- _Problem to work on_
Every record below is to be reproduced exactly.

= Beginning of Section =

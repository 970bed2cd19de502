//! Remote control for Chromium-based browsers.
//!
//! ```ignore
//! use cdp::{Browser, LaunchOptions};
//!
//! let browser = Browser::launch(&LaunchOptions::new("/tmp/cdp").headless(true)).await?;
//! let tab = browser.new_tab("https://example.com").await?;
//! let navigated = tab.page().navigate("https://example.org").await?;
//! let title = tab.runtime().evaluate("document.title").await?;
//! browser.close().await?;
//! ```
//!
//! [`Browser`] is an ordinary value: launch or attach as many as needed and
//! pass them where they are used. Everything below it (process supervision,
//! discovery, the connection and its event router) lives in `cdp-runtime` and
//! is re-exported here.

mod browser;
pub mod domains;

pub use browser::{Browser, Tab, Termination};
pub use cdp_protocol::{Event, Message, TargetInfo, VersionInfo};
pub use cdp_runtime::{
	BROWSER_PATH_ENV, BrowserProcess, Connection, ConnectionOptions, ConnectionState, DEFAULT_DEBUGGING_ADDRESS,
	DEFAULT_DEBUGGING_PORT, Error, EventHandler, EventRouter, Flags, HandlerId, LaunchOptions, OutputCapture,
	ReadinessPolicy, Result, TargetRegistry, http_endpoint,
};
pub use domains::{EvaluateResult, NavigateResult, Network, Page, RemoteObject, Runtime, ScreenshotFormat, Target};
//! Error types for the browser runtime.

use std::path::PathBuf;
use std::time::Duration;

use thiserror::Error;

/// Result type alias for runtime operations.
pub type Result<T> = std::result::Result<T, Error>;

/// Errors that can occur in the browser runtime.
#[derive(Debug, Error)]
pub enum Error {
	/// No browser binary was given and none could be discovered.
	#[error("Browser executable not found. Install Chrome/Chromium or set CDP_BROWSER_PATH.")]
	BrowserNotFound,

	/// Failed to start the browser process, or it exited during startup.
	#[error("Failed to launch browser: {0}")]
	LaunchFailed(String),

	/// Working directory could not be created.
	#[error("Failed to create working directory {}: {source}", path.display())]
	Workdir {
		path: PathBuf,
		#[source]
		source: std::io::Error,
	},

	/// Output capture file could not be opened.
	#[error("Failed to open output file {}: {source}", path.display())]
	OutputCapture {
		path: PathBuf,
		#[source]
		source: std::io::Error,
	},

	/// Readiness polling exhausted its attempts.
	#[error("Browser debugging endpoint not ready after {attempts} attempts: {last_error}")]
	NotReady { attempts: u32, last_error: String },

	/// Discovery endpoint answered with a non-success status or an undecodable body.
	#[error("Discovery query failed with status {status}: {body}")]
	Query { status: u16, body: String },

	/// Discovery endpoint could not be reached.
	#[error("HTTP error: {0}")]
	Http(#[from] reqwest::Error),

	/// Socket handshake with a target failed.
	#[error("Failed to connect to {url}: {reason}")]
	DialFailed { url: String, reason: String },

	/// Transport-level failure while writing or reading frames.
	#[error("Transport error: {0}")]
	Transport(String),

	/// Protocol-level violation (bad frame, missing field).
	#[error("Protocol error: {0}")]
	Protocol(String),

	/// The remote side rejected a command.
	#[error("Remote error {code}: {message}")]
	Remote {
		code: i64,
		message: String,
		data: Option<String>,
	},

	/// Connection closed while the command was pending, or before it was sent.
	#[error("Connection closed")]
	ConnectionClosed,

	/// The target reported a renderer crash; the connection is gone.
	#[error("Target crashed")]
	TargetCrashed,

	/// Command did not resolve in time.
	#[error("Timeout after {}ms waiting for '{method}'", duration.as_millis())]
	Timeout { method: String, duration: Duration },

	/// The waiting caller was cancelled before a response arrived.
	#[error("Command cancelled")]
	Cancelled,

	/// Invalid argument provided to an operation.
	#[error("Invalid argument: {0}")]
	InvalidArgument(String),

	/// I/O error.
	#[error("I/O error: {0}")]
	Io(#[from] std::io::Error),

	/// JSON serialization/deserialization error.
	#[error("JSON error: {0}")]
	Json(#[from] serde_json::Error),
}

impl Error {
	/// Returns true if this is a timeout error.
	pub fn is_timeout(&self) -> bool {
		matches!(self, Error::Timeout { .. })
	}

	/// Returns true if the failure means the connection is gone.
	pub fn is_closed(&self) -> bool {
		matches!(self, Error::ConnectionClosed | Error::TargetCrashed)
	}

	/// Returns true for failures surfaced by process launch.
	pub fn is_launch_error(&self) -> bool {
		matches!(
			self,
			Error::BrowserNotFound
				| Error::LaunchFailed(_)
				| Error::Workdir { .. }
				| Error::OutputCapture { .. }
				| Error::NotReady { .. }
		)
	}

	/// Returns the remote error code if the browser rejected the command.
	pub fn remote_code(&self) -> Option<i64> {
		match self {
			Error::Remote { code, .. } => Some(*code),
			_ => None,
		}
	}

	/// Produces an equivalent error for fan-out to several waiters.
	///
	/// Only variants that can terminate a connection need to be cloned; anything
	/// else degrades to [`Error::Transport`] with the same message.
	pub(crate) fn duplicate(&self) -> Error {
		match self {
			Error::ConnectionClosed => Error::ConnectionClosed,
			Error::TargetCrashed => Error::TargetCrashed,
			Error::Protocol(msg) => Error::Protocol(msg.clone()),
			Error::Transport(msg) => Error::Transport(msg.clone()),
			other => Error::Transport(other.to_string()),
		}
	}
}

#[cfg(test)]
mod tests {
	use super::*;

	#[test]
	fn timeout_message_includes_method() {
		let err = Error::Timeout {
			method: "Page.navigate".into(),
			duration: Duration::from_millis(1500),
		};
		assert!(err.is_timeout());
		assert_eq!(err.to_string(), "Timeout after 1500ms waiting for 'Page.navigate'");
	}

	#[test]
	fn classifies_launch_errors() {
		assert!(Error::BrowserNotFound.is_launch_error());
		assert!(
			Error::NotReady {
				attempts: 3,
				last_error: "refused".into()
			}
			.is_launch_error()
		);
		assert!(!Error::ConnectionClosed.is_launch_error());
	}

	#[test]
	fn remote_code_only_for_remote() {
		let err = Error::Remote {
			code: -32000,
			message: "Cannot navigate".into(),
			data: None,
		};
		assert_eq!(err.remote_code(), Some(-32000));
		assert_eq!(Error::Cancelled.remote_code(), None);
	}

	#[test]
	fn duplicate_preserves_closed_kinds() {
		assert!(matches!(Error::TargetCrashed.duplicate(), Error::TargetCrashed));
		assert!(Error::ConnectionClosed.duplicate().is_closed());
		assert!(matches!(Error::Protocol("x".into()).duplicate(), Error::Protocol(m) if m == "x"));
	}
}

= End of Section =

- _Response below_
repository 970bed2cd19de502
//! Remote control for Chromium-based browsers.
//!
//! ```ignore
//! use cdp::{Browser, LaunchOptions};
//!
//! let browser = Browser::launch(&LaunchOptions::new("/tmp/cdp").headless(true)).await?;
//! let tab = browser.new_tab("https://example.com").await?;
//! let navigated = tab.page().navigate("https://example.org").await?;
//! let title = tab.runtime().evaluate("document.title").await?;
//! browser.close().await?;
//! ```
//!
//! [`Browser`] is an ordinary value: launch or attach as many as needed and
//! pass them where they are used. Everything below it (process supervision,
//! discovery, the connection and its event router) lives in `cdp-runtime` and
//! is re-exported here.

mod browser;
pub mod domains;

pub use browser::{Browser, Tab, Termination};
pub use cdp_protocol::{Event, Message, TargetInfo, VersionInfo};
pub use cdp_runtime::{
	BROWSER_PATH_ENV, BrowserProcess, Connection, ConnectionOptions, ConnectionState, DEFAULT_DEBUGGING_ADDRESS,
	DEFAULT_DEBUGGING_PORT, Error, EventHandler, EventRouter, Flags, HandlerId, LaunchOptions, OutputCapture,
	ReadinessPolicy, Result, TargetRegistry, http_endpoint,
};
pub use domains::{EvaluateResult, NavigateResult, Network, Page, RemoteObject, Runtime, ScreenshotFormat, Target};
//! Error types for the browser runtime.

use std::path::PathBuf;
use std::time::Duration;

use thiserror::Error;

/// Result type alias for runtime operations.
pub type Result<T> = std::result::Result<T, Error>;

/// Errors that can occur in the browser runtime.
#[derive(Debug, Error)]
pub enum Error {
	/// No browser binary was given and none could be discovered.
	#[error("Browser executable not found. Install Chrome/Chromium or set CDP_BROWSER_PATH.")]
	BrowserNotFound,

	/// Failed to start the browser process, or it exited during startup.
	#[error("Failed to launch browser: {0}")]
	LaunchFailed(String),

	/// Working directory could not be created.
	#[error("Failed to create working directory {}: {source}", path.display())]
	Workdir {
		path: PathBuf,
		#[source]
		source: std::io::Error,
	},

	/// Output capture file could not be opened.
	#[error("Failed to open output file {}: {source}", path.display())]
	OutputCapture {
		path: PathBuf,
		#[source]
		source: std::io::Error,
	},

	/// Readiness polling exhausted its attempts.
	#[error("Browser debugging endpoint not ready after {attempts} attempts: {last_error}")]
	NotReady { attempts: u32, last_error: String },

	/// Discovery endpoint answered with a non-success status or an undecodable body.
	#[error("Discovery query failed with status {status}: {body}")]
	Query { status: u16, body: String },

	/// Discovery endpoint could not be reached.
	#[error("HTTP error: {0}")]
	Http(#[from] reqwest::Error),

	/// Socket handshake with a target failed.
	#[error("Failed to connect to {url}: {reason}")]
	DialFailed { url: String, reason: String },

	/// Transport-level failure while writing or reading frames.
	#[error("Transport error: {0}")]
	Transport(String),

	/// Protocol-level violation (bad frame, missing field).
	#[error("Protocol error: {0}")]
	Protocol(String),

	/// The remote side rejected a command.
	#[error("Remote error {code}: {message}")]
	Remote {
		code: i64,
		message: String,
		data: Option<String>,
	},

	/// Connection closed while the command was pending, or before it was sent.
	#[error("Connection closed")]
	ConnectionClosed,

	/// The target reported a renderer crash; the connection is gone.
	#[error("Target crashed")]
	TargetCrashed,

	/// Command did not resolve in time.
	#[error("Timeout after {}ms waiting for '{method}'", duration.as_millis())]
	Timeout { method: String, duration: Duration },

	/// The waiting caller was cancelled before a response arrived.
	#[error("Command cancelled")]
	Cancelled,

	/// Invalid argument provided to an operation.
	#[error("Invalid argument: {0}")]
	InvalidArgument(String),

	/// I/O error.
	#[error("I/O error: {0}")]
	Io(#[from] std::io::Error),

	/// JSON serialization/deserialization error.
	#[error("JSON error: {0}")]
	Json(#[from] serde_json::Error),
}

impl Error {
	/// Returns true if this is a timeout error.
	pub fn is_timeout(&self) -> bool {
		matches!(self, Error::Timeout { .. })
	}

	/// Returns true if the failure means the connection is gone.
	pub fn is_closed(&self) -> bool {
		matches!(self, Error::ConnectionClosed | Error::TargetCrashed)
	}

	/// Returns true for failures surfaced by process launch.
	pub fn is_launch_error(&self) -> bool {
		matches!(
			self,
			Error::BrowserNotFound
				| Error::LaunchFailed(_)
				| Error::Workdir { .. }
				| Error::OutputCapture { .. }
				| Error::NotReady { .. }
		)
	}

	/// Returns the remote error code if the browser rejected the command.
	pub fn remote_code(&self) -> Option<i64> {
		match self {
			Error::Remote { code, .. } => Some(*code),
			_ => None,
		}
	}

	/// Produces an equivalent error for fan-out to several waiters.
	///
	/// Only variants that can terminate a connection need to be cloned; anything
	/// else degrades to [`Error::Transport`] with the same message.
	pub(crate) fn duplicate(&self) -> Error {
		match self {
			Error::ConnectionClosed => Error::ConnectionClosed,
			Error::TargetCrashed => Error::TargetCrashed,
			Error::Protocol(msg) => Error::Protocol(msg.clone()),
			Error::Transport(msg) => Error::Transport(msg.clone()),
			other => Error::Transport(other.to_string()),
		}
	}
}

#[cfg(test)]
mod tests {
	use super::*;

	#[test]
	fn timeout_message_includes_method() {
		let err = Error::Timeout {
			method: "Page.navigate".into(),
			duration: Duration::from_millis(1500),
		};
		assert!(err.is_timeout());
		assert_eq!(err.to_string(), "Timeout after 1500ms waiting for 'Page.navigate'");
	}

	#[test]
	fn classifies_launch_errors() {
		assert!(Error::BrowserNotFound.is_launch_error());
		assert!(
			Error::NotReady {
				attempts: 3,
				last_error: "refused".into()
			}
			.is_launch_error()
		);
		assert!(!Error::ConnectionClosed.is_launch_error());
	}

	#[test]
	fn remote_code_only_for_remote() {
		let err = Error::Remote {
			code: -32000,
			message: "Cannot navigate".into(),
			data: None,
		};
		assert_eq!(err.remote_code(), Some(-32000));
		assert_eq!(Error::Cancelled.remote_code(), None);
	}

	#[test]
	fn duplicate_preserves_closed_kinds() {
		assert!(matches!(Error::TargetCrashed.duplicate(), Error::TargetCrashed));
		assert!(Error::ConnectionClosed.duplicate().is_closed());
		assert!(matches!(Error::Protocol("x".into()).duplicate(), Error::Protocol(m) if m == "x"));
	}
}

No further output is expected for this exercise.